--- DATA PROVIDED ---
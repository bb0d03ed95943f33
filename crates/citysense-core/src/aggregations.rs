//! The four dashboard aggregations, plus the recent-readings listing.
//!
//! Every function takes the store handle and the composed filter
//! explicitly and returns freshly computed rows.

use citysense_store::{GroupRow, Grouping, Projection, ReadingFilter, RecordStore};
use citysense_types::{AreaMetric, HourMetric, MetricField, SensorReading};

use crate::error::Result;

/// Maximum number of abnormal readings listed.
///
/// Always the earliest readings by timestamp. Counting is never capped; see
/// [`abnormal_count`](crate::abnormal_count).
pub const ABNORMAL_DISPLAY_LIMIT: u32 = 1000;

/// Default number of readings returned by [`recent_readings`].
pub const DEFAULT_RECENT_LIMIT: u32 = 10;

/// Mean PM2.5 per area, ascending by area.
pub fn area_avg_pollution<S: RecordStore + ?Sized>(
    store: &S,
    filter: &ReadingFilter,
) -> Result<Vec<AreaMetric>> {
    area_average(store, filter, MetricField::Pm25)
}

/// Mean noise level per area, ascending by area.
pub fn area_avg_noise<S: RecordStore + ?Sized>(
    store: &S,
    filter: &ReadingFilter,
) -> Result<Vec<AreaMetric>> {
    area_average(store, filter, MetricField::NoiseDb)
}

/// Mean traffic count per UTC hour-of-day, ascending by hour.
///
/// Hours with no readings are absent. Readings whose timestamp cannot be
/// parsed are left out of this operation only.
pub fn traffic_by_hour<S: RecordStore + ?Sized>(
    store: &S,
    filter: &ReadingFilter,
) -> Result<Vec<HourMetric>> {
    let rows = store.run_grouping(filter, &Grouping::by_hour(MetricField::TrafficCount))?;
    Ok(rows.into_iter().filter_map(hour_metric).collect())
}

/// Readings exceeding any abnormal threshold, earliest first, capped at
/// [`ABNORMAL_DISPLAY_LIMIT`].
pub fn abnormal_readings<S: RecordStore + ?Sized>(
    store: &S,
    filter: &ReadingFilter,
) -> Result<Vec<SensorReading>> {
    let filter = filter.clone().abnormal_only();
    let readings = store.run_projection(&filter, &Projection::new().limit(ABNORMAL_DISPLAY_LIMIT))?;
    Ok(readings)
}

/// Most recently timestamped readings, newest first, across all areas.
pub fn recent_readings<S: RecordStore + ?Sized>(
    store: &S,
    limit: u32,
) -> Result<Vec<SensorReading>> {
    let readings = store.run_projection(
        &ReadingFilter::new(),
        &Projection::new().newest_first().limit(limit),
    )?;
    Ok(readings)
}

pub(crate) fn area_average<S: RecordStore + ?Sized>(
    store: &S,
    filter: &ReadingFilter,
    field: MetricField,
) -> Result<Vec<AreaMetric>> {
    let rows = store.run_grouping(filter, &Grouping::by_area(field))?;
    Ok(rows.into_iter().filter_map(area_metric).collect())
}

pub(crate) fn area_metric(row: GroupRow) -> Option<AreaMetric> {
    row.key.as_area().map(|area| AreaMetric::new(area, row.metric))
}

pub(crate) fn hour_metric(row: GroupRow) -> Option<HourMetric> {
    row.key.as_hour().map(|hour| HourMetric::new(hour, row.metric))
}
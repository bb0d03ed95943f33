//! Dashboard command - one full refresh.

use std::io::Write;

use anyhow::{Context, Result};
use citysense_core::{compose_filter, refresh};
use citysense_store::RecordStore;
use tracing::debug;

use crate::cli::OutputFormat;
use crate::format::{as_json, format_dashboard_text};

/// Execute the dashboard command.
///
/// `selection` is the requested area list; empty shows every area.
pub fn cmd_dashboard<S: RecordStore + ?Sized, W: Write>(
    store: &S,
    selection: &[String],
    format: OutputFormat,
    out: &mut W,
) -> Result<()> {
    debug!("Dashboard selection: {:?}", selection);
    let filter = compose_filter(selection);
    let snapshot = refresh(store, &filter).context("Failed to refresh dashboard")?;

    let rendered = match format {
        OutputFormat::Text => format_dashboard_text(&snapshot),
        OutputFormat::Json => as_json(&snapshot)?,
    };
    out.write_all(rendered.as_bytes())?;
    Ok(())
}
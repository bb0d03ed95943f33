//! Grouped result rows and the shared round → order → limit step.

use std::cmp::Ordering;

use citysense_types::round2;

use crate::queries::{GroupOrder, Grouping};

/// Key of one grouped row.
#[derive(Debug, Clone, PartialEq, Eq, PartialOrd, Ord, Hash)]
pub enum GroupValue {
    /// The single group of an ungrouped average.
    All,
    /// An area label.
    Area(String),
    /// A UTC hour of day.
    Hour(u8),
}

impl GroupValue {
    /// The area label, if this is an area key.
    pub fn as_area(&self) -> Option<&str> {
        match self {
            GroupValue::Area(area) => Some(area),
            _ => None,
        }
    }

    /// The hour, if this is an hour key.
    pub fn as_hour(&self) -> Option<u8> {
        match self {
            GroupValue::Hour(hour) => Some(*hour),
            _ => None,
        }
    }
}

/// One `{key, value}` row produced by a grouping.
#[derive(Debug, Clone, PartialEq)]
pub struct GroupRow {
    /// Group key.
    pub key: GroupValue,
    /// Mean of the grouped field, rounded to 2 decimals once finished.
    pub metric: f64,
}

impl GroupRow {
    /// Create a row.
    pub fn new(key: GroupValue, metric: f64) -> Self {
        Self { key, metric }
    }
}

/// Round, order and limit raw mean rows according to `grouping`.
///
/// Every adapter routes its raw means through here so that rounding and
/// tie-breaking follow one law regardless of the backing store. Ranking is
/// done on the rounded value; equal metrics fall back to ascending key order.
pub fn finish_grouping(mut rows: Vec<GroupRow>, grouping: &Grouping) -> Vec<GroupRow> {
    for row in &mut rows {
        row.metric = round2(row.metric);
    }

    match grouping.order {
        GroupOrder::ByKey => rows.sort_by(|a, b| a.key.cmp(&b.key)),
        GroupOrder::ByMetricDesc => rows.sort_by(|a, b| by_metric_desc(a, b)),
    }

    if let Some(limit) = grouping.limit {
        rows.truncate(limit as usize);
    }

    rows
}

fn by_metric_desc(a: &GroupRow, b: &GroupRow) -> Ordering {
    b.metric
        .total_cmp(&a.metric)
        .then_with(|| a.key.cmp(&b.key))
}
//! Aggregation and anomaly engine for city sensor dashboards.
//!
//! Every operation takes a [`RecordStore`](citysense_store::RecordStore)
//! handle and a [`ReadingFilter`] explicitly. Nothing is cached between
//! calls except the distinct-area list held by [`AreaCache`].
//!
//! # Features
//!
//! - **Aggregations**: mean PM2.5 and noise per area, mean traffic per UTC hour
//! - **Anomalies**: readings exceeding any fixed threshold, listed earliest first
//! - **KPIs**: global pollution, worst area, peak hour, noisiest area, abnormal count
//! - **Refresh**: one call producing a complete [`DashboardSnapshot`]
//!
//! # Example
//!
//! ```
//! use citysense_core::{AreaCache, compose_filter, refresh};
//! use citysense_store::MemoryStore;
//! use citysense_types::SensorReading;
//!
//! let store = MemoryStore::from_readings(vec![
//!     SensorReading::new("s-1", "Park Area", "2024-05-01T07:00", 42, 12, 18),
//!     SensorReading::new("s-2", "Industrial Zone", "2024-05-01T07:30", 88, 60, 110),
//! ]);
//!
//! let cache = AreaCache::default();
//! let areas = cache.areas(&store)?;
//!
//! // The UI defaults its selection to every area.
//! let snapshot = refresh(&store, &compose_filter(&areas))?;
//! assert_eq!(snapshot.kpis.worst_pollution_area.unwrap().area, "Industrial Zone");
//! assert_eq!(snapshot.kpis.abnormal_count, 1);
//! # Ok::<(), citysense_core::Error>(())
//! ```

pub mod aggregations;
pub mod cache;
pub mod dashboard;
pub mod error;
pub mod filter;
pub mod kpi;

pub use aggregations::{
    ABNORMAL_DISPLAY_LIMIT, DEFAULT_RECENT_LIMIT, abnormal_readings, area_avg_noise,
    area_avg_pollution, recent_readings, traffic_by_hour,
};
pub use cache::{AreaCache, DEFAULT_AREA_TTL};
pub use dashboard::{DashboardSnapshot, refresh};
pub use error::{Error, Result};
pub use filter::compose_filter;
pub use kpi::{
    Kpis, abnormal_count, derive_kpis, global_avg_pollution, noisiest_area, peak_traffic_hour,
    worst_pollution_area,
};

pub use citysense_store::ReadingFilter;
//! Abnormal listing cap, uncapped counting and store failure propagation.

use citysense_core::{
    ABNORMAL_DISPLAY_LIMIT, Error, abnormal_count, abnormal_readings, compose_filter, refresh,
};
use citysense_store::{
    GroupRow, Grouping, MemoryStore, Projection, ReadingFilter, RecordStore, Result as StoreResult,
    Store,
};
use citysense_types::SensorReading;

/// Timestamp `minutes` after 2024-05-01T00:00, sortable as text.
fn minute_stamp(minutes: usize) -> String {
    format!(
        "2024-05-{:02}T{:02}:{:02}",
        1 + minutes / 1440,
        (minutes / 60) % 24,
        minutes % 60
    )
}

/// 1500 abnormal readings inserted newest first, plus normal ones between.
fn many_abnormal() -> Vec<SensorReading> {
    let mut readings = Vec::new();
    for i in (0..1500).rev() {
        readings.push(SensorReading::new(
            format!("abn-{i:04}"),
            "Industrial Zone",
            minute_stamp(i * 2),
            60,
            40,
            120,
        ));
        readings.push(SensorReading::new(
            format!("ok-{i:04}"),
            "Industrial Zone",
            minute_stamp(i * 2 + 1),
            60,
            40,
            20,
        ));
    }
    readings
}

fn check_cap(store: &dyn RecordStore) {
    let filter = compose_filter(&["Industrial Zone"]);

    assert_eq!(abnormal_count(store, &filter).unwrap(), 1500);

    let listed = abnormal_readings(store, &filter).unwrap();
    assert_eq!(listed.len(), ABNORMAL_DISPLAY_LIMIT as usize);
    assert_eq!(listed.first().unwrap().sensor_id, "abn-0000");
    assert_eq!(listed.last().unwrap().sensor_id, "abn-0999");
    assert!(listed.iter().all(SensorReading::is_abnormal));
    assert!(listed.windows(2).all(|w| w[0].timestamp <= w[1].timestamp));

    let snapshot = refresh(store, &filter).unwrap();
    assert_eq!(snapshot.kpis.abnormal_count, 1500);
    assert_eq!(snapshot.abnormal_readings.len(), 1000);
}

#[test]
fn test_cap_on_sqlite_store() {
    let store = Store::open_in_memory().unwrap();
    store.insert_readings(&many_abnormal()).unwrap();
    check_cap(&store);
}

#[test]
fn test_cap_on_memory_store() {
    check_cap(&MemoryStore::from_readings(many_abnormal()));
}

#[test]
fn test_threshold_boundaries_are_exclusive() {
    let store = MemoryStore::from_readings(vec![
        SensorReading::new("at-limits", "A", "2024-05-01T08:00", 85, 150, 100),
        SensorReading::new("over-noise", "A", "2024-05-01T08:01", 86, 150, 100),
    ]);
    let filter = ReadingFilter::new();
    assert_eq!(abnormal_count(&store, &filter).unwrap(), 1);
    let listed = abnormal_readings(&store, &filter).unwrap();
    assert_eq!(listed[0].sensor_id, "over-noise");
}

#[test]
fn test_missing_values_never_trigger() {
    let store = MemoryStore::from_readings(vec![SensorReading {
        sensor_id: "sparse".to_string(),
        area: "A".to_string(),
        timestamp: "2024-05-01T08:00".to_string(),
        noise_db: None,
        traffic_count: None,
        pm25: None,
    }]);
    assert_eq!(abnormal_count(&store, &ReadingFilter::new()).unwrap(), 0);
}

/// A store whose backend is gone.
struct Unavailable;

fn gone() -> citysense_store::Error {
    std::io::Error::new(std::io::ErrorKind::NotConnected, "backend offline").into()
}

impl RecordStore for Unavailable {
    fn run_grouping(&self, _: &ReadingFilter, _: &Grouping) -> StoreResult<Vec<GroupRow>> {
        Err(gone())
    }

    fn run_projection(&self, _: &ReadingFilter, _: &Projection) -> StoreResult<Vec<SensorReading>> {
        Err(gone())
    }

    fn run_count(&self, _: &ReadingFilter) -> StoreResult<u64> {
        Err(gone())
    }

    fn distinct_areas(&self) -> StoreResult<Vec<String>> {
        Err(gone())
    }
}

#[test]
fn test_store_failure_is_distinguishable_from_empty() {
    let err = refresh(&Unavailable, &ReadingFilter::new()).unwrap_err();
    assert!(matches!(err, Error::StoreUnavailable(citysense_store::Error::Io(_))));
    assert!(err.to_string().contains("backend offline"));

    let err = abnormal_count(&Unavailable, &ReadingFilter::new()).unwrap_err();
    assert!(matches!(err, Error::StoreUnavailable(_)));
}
---
EXERCISE BRIEF: Quote in full each line from the top of the records above through the line with "the composed filter"; stop after that line.

OUTPUT OF THE TASK:
repository bb0d03ed95943f33
filename crates/citysense-core/src/aggregations.rs
//! The four dashboard aggregations, plus the recent-readings listing.
//!
//! Every function takes the store handle and the composed filter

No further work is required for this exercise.